In other news, Councilman Pasquale Capozzoli reported during Tuesday’s public council meeting that the Caldwell Police Department is continuing its efforts to alleviate speeding concerns within the borough.  

He said that radar trailers are currently out on the roads collecting the average speed of passing vehicles. Overall, he said the average speed is within the limits, but that some have exceeded and summonses were issued to those drivers.

“We’re never going to stop all the speeding, that would be totally impossible, but we’re trying the best we can,” said Capozzoli, adding that he hopes the detectors and summonses will help cut down the number of speeders.

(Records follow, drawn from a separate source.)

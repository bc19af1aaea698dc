//! Common serde utilities for human-readable durations across configuration.

use serde::de::{self, Visitor};
use serde::{Deserializer, Serializer};
use std::{fmt, time::Duration};

/// Custom serde functions for Duration that support human-readable strings
///
/// Numbers are read as whole seconds; strings go through `humantime`
/// (`"2s"`, `"500ms"`, `"1h30m"`).
pub mod duration {
    use super::*;

    pub fn serialize<S>(duration: &Duration, serializer: S) -> Result<S::Ok, S::Error>
    where
        S: Serializer,
    {
        let duration_str = humantime::format_duration(*duration).to_string();
        serializer.serialize_str(&duration_str)
    }

    pub fn deserialize<'de, D>(deserializer: D) -> Result<Duration, D::Error>
    where
        D: Deserializer<'de>,
    {
        struct DurationVisitor;

        impl<'de> Visitor<'de> for DurationVisitor {
            type Value = Duration;

            fn expecting(&self, formatter: &mut fmt::Formatter) -> fmt::Result {
                formatter.write_str(
                    "a duration as seconds (number) or human-readable string (e.g., '500ms', '2s', '1h30m')",
                )
            }

            fn visit_u64<E>(self, seconds: u64) -> Result<Self::Value, E>
            where
                E: de::Error,
            {
                Ok(Duration::from_secs(seconds))
            }

            // TOML integers arrive as i64
            fn visit_i64<E>(self, seconds: i64) -> Result<Self::Value, E>
            where
                E: de::Error,
            {
                u64::try_from(seconds)
                    .map(Duration::from_secs)
                    .map_err(|_| de::Error::custom(format!("Negative duration: {seconds}")))
            }

            fn visit_str<E>(self, value: &str) -> Result<Self::Value, E>
            where
                E: de::Error,
            {
                humantime::parse_duration(value)
                    .map_err(|e| de::Error::custom(format!("Invalid duration '{value}': {e}")))
            }
        }

        deserializer.deserialize_any(DurationVisitor)
    }
}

In his first report as a Caldwell councilman, Jonathan Lace, liaison to the Caldwell Environmental Commission (CEC), thanked the members of the CEC for their warm welcome during the commission’s first meeting of the year.

Lace extended the CEC’s thanks to the council for recently passing a resolution in support of the Paris Climate Accord.

“In the face of the denial of scientific consensus on the anthropogenic causes of climate change expressed by the executive branch of the federal government, the commission believes it is important that all local communities do their part to help achieve the goal of the accord,” said Lace.

Lace added that the commission also requests greater promotion and enforcement of the state anti-idling law, which prohibits idling in a vehicle for more than three minutes. According to Lace, the CEC intends to meet with the West Caldwell Environmental Commission to discuss strategies for increased anti-idling education in the Caldwell-West Caldwell school district.

Additionally, the commission also encouraged residents to give public comment on the proposed new beekeeping regulations, which can be found on the New Jersey Department of Agriculture’s website. According to the New Jersey Beekeepers Association, these new regulations would negatively impact beekeeping in New Jersey.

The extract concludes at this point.